Listen to this story being read by Laura Jackel, here.
As Gwyneth Paltrow celebrated turning 50 this week, she shared a striking nude image of herself spray painted gold to her socials.
The comments from her celebrity friends such as Reese Witherspoon and Laura Brown are congratulatory and complimentary because Gwyneth looks great both in this photo, and the one posted just a few days before where she is leaping through the air in a bikini.
She also looked amazing in her nude birthday bathtub photo posted 12 months ago when she turned 49, and her sunny outdoor nude photo to celebrate turning 48.
It's a theme and we get it - Gwyneth has a great body and she likely works hard for it.
But while I scrolled through her various nudes and the rest of her glowy, LA based images, I thought I might as well be looking at a beautiful UFO.
Her life is so far removed from our normal everyday experiences of living and ageing that it's like being a kid wandering through Disneyland and wondering why my grey south-of-London hometown doesn't look as good.
Similar to Jennifer Lopez and Nicole Kidman, who are both now in their 50s and equally famed for their toned and taut midlife physiques, Gwyneth does not represent the reality of midlife for most women.
I am 43 and my body has never looked as good as Gwyneth's, nor will it ever, and I accept that.
Would I share an annual nude photo of myself if I looked that good?
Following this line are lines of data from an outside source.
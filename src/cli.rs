use std::{borrow::Cow, num::NonZeroUsize, path::PathBuf};

mod config;
mod list;
mod menu;
mod show;
mod terminal;
mod validate;

use advisor::{Catalog, Config};
use clap::ArgAction;

/// Where the configuration is read from unless `--config` is given.
const DEFAULT_CONFIG_PATH: &str = "advisor.toml";

/// Resolves a course number typed by the user.
///
/// The number is used as typed if it exists in the catalog; otherwise it is
/// normalized to uppercase.
fn course_number<'a>(catalog: &Catalog, input: &'a str) -> Cow<'a, str> {
    let input = input.trim();
    if catalog.contains(input) {
        Cow::Borrowed(input)
    } else {
        Cow::Owned(input.to_uppercase())
    }
}

#[derive(Debug, clap::Parser)]
#[command(version, about)]
pub struct Cli {
    /// Verbosity (-v, -vv, -vvv)
    #[arg(short, long, action = ArgAction::Count, global = true)]
    verbose: u8,

    /// The path to the configuration file
    #[arg(short, long, default_value = DEFAULT_CONFIG_PATH, global = true)]
    config: PathBuf,

    /// The number of catalog buckets (overrides the configuration file)
    #[arg(short, long, global = true)]
    buckets: Option<NonZeroUsize>,

    #[command(subcommand)]
    command: Option<Command>,
}

impl Cli {
    pub fn run(self) -> anyhow::Result<()> {
        Self::setup_logging(self.verbose);

        let config = self.load_config()?;

        self.command
            .unwrap_or_default()
            .run(&self.config, config)
    }

    /// Reads the configuration file, if present, and applies overrides.
    fn load_config(&self) -> anyhow::Result<Config> {
        let mut config = if self.config.exists() {
            Config::load(&self.config).map_err(|e| anyhow::anyhow!("{e}"))?
        } else {
            tracing::debug!(path = %self.config.display(), "no configuration file, using defaults");
            Config::default()
        };

        if let Some(buckets) = self.buckets {
            config.set_bucket_count(buckets);
        }

        Ok(config)
    }

    fn setup_logging(verbosity: u8) {
        use tracing_subscriber::{layer::SubscriberExt, util::SubscriberInitExt};

        let level = match verbosity {
            0 => tracing::Level::WARN,
            1 => tracing::Level::INFO,
            2 => tracing::Level::DEBUG,
            _ => tracing::Level::TRACE,
        };

        let filter = tracing_subscriber::EnvFilter::from_default_env().add_directive(level.into());

        let fmt_layer = tracing_subscriber::fmt::layer()
            .with_writer(std::io::stderr)
            .with_target(false)
            .with_thread_names(false)
            .with_line_number(false);

        tracing_subscriber::registry()
            .with(filter)
            .with(fmt_layer)
            .init();
    }
}

#[derive(Debug, clap::Parser)]
pub enum Command {
    /// Run the interactive advising menu (default)
    Menu(menu::Command),

    /// Print all courses in course-number order
    List(list::Command),

    /// Print a course's title and prerequisites
    Show(show::Command),

    /// Check that a catalog file loads cleanly
    Validate(validate::Command),

    /// Show or create the configuration file
    Config(config::Command),
}

impl Default for Command {
    fn default() -> Self {
        Self::Menu(menu::Command::default())
    }
}

impl Command {
    fn run(self, config_path: &std::path::Path, config: Config) -> anyhow::Result<()> {
        match self {
            Self::Menu(command) => command.run(config)?,
            Self::List(command) => command.run(&config)?,
            Self::Show(command) => command.run(&config)?,
            Self::Validate(command) => command.run(&config)?,
            Self::Config(command) => command.run(config_path, &config)?,
        }
        Ok(())
    }
}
Maybe.
But what irks me most about Gwyneth's annual nudie posts is that as a multi-millionaire wellness guru and owner of lifestyle brand Goop, her job is to sell products that will apparently make me feel (and look) good.
The underlying vibe is that us ordinary ageing folk could look like Gwyneth if we would only buy that infrared sauna blanket for $500 or the GOOPGENES clean serum for $120. You can literally click on the image of her golden body for some behind-the-scenes photo shoot commentary and read about how nudie Gwyneth is wearing her own super moisturising moisturiser. Then you can click and buy that exact cream as showcased on her lithe body and golden ageless face. (I have to say, I'm pretty tempted.)
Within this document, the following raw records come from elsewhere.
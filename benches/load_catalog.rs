//! This bench builds a large catalog of chained prerequisites and queries
//! every course in it.

#![allow(missing_docs)]

use std::{hint::black_box, num::NonZeroUsize};

use advisor::{Catalog, storage::parse_catalog, sorted_listing};
use criterion::{Criterion, criterion_group, criterion_main};

/// Generates catalog lines where each course requires the one before it.
fn catalog_lines(count: usize) -> Vec<String> {
    (0..count)
        .map(|i| {
            if i == 0 {
                "CS0000,Course 0".to_string()
            } else {
                format!("CS{i:04},Course {i},CS{:04}", i - 1)
            }
        })
        .collect()
}

fn parse(lines: &[String], buckets: usize) -> Catalog {
    parse_catalog(lines, NonZeroUsize::new(buckets).unwrap()).unwrap()
}

fn load_and_query(c: &mut Criterion) {
    let lines = catalog_lines(500);

    for buckets in [1, 100, 1000] {
        c.bench_function(&format!("parse 500 courses into {buckets} buckets"), |b| {
            b.iter(|| parse(black_box(&lines), buckets));
        });
    }

    let catalog = parse(&lines, 100);
    c.bench_function("find every course", |b| {
        b.iter(|| {
            for i in 0..500 {
                black_box(catalog.find(&format!("CS{i:04}")));
            }
        });
    });

    c.bench_function("sorted listing", |b| {
        b.iter(|| sorted_listing(black_box(&catalog)).count());
    });
}

criterion_group!(benches, load_and_query);
criterion_main!(benches);
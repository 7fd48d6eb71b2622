use std::{num::NonZeroUsize, path::Path};

use serde::{Deserialize, Serialize};

use crate::domain::catalog::DEFAULT_BUCKET_COUNT;

/// Configuration for loading course catalogs.
#[derive(Debug, Clone, PartialEq, Eq, Serialize, Deserialize)]
#[serde(from = "Versions", into = "Versions")]
pub struct Config {
    /// The number of buckets in a loaded catalog.
    ///
    /// The count is fixed once a catalog is built. Small catalogs (tens to
    /// low hundreds of courses) stay well spread with the default of 100.
    bucket_count: NonZeroUsize,
}

impl Default for Config {
    fn default() -> Self {
        Self {
            bucket_count: default_bucket_count(),
        }
    }
}

impl Config {
    /// Loads the configuration from a TOML file at the given path.
    ///
    /// # Errors
    ///
    /// Returns an error if the file cannot be read or if the TOML content is
    /// invalid.
    pub fn load(path: &Path) -> Result<Self, String> {
        let content = std::fs::read_to_string(path)
            .map_err(|e| format!("Failed to read config file: {e}"))?;
        toml::from_str(&content).map_err(|e| format!("Failed to parse config file: {e}"))
    }

    /// Saves the configuration to a TOML file at the given path.
    ///
    /// # Errors
    ///
    /// Returns an error if the configuration cannot be serialized to TOML or if
    /// the file cannot be written.
    pub fn save(&self, path: &Path) -> Result<(), String> {
        let content =
            toml::to_string_pretty(self).map_err(|e| format!("Failed to serialize config: {e}"))?;
        std::fs::write(path, content).map_err(|e| format!("Failed to write config file: {e}"))
    }

    /// Returns the number of catalog buckets.
    #[must_use]
    pub const fn bucket_count(&self) -> NonZeroUsize {
        self.bucket_count
    }

    /// Sets the number of catalog buckets.
    pub const fn set_bucket_count(&mut self, bucket_count: NonZeroUsize) {
        self.bucket_count = bucket_count;
    }
}

const fn default_bucket_count() -> NonZeroUsize {
    DEFAULT_BUCKET_COUNT
}

/// The serialized versions of the configuration.
#[derive(Debug, Serialize, Deserialize)]
#[serde(tag = "_version")]
enum Versions {
    #[serde(rename = "1")]
    V1 {
        #[serde(default = "default_bucket_count")]
        bucket_count: NonZeroUsize,
    },
}

impl From<Versions> for Config {
    fn from(versions: Versions) -> Self {
        match versions {
            Versions::V1 { bucket_count } => Self { bucket_count },
        }
    }
}

impl From<Config> for Versions {
    fn from(config: Config) -> Self {
        Self::V1 {
            bucket_count: config.bucket_count,
        }
    }
}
Of course, Gwyneth can post what she likes and hustle how she wants, but when she writes in her essay on approaching 50 that she 'accepts her wrinkles' and is 'letting go of the need to look perfect', I'm just not sure I believe it.
Aside from making me feel like I need to buy all the pretty 'clean' beauty things from her highly aspirational website, her giving an interview while being covered in gold paint and saying that 'ageing is beautiful' feels unfair. Especially when she looks closer to 25.
I don't think I'm alone in having a complex attitude to ageing and unlike Gwyneth, I struggle to find my personal ageing journey 'beautiful' in a culture that prizes youth and those that still fit that youthful mould - even in midlife.
The celebrity 50-year-olds with smooth faces and arms like 12-year-old gymnasts are literally living in a different world.
I look at these beautiful magazine covers and Instagram images and wonder why my aged neck or abdominals don't look a thing like Gwyneth or Nicole.
Then I remember why: I have a job, a family, stress, a much lower income, and no time to spend at a fancy health retreat each month. I am also not willing to spend two to three hours working out each day or heavily restricting my diet.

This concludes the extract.